## Exercise instructions:
Wherever the string "buffer" shows up in the data below, copy the whole line.

## Data records:
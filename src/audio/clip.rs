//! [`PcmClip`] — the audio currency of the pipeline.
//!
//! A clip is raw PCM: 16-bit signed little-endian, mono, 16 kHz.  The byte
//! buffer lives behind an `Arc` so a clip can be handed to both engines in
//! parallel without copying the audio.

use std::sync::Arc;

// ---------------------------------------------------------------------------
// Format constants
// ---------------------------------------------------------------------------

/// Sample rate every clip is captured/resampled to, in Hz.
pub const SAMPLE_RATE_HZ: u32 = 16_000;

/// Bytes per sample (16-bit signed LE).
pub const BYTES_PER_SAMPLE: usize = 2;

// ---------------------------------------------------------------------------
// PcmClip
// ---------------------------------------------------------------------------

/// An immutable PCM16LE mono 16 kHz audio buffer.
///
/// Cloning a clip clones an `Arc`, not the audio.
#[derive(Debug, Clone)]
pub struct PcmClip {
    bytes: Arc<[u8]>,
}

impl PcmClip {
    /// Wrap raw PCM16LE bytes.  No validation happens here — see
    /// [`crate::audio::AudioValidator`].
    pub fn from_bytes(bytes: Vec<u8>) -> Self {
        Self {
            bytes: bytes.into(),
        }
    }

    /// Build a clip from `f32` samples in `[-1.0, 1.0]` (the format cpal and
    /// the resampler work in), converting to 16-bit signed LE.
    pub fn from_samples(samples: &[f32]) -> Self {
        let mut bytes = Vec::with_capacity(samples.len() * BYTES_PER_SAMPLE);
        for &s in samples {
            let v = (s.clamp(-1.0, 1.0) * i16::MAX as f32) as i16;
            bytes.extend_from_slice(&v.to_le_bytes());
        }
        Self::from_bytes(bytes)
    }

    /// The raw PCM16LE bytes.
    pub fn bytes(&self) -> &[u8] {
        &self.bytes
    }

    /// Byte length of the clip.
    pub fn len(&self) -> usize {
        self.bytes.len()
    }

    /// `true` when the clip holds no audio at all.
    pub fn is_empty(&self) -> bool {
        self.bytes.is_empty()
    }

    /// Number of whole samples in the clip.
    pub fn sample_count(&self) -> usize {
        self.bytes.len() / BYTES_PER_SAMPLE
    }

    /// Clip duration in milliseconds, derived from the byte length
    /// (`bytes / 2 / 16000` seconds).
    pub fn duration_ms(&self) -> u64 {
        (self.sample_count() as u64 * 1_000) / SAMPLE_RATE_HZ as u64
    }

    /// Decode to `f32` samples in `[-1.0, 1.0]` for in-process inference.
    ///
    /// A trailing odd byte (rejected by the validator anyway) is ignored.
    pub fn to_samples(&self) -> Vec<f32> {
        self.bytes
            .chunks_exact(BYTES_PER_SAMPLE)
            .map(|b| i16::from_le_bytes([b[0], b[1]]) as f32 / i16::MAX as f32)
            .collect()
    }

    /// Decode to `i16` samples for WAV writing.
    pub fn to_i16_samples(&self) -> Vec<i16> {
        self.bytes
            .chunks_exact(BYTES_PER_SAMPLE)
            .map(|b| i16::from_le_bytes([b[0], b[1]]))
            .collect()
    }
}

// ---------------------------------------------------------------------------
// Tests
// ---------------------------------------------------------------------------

* * *

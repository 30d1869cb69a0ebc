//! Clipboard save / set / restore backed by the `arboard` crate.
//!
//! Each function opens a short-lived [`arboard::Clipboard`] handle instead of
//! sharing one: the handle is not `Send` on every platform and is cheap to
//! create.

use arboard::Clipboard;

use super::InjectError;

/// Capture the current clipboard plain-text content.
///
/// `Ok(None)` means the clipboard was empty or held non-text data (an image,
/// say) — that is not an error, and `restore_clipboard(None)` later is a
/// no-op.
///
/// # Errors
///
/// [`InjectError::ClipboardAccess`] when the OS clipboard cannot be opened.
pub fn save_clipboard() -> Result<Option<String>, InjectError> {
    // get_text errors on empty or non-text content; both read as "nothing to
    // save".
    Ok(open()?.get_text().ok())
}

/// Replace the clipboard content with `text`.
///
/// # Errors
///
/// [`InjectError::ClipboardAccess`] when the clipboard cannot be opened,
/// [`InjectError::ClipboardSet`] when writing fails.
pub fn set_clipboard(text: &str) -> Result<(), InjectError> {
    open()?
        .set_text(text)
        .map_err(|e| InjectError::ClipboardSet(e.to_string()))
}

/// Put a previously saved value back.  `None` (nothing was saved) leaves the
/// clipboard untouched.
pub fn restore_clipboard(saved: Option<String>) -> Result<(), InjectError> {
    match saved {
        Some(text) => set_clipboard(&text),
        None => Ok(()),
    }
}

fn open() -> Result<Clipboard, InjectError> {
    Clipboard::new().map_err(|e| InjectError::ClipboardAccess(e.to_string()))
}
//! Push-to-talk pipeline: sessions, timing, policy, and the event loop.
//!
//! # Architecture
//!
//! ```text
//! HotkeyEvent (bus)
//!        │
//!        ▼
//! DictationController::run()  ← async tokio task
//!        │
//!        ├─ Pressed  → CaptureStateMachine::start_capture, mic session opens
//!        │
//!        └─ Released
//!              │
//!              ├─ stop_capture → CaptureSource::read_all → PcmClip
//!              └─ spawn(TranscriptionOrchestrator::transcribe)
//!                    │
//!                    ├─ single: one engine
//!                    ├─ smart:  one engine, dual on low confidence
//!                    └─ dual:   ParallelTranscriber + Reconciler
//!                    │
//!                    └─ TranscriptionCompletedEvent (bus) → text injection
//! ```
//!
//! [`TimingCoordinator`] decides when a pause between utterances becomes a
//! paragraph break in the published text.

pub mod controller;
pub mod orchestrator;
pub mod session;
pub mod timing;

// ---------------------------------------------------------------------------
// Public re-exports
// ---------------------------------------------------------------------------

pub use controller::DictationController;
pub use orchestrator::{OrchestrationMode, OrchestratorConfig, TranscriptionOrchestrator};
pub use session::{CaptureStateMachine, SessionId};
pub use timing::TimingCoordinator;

## Problem solution:
//! buffer lives behind an `Arc` so a clip can be handed to both engines in
/// An immutable PCM16LE mono 16 kHz audio buffer.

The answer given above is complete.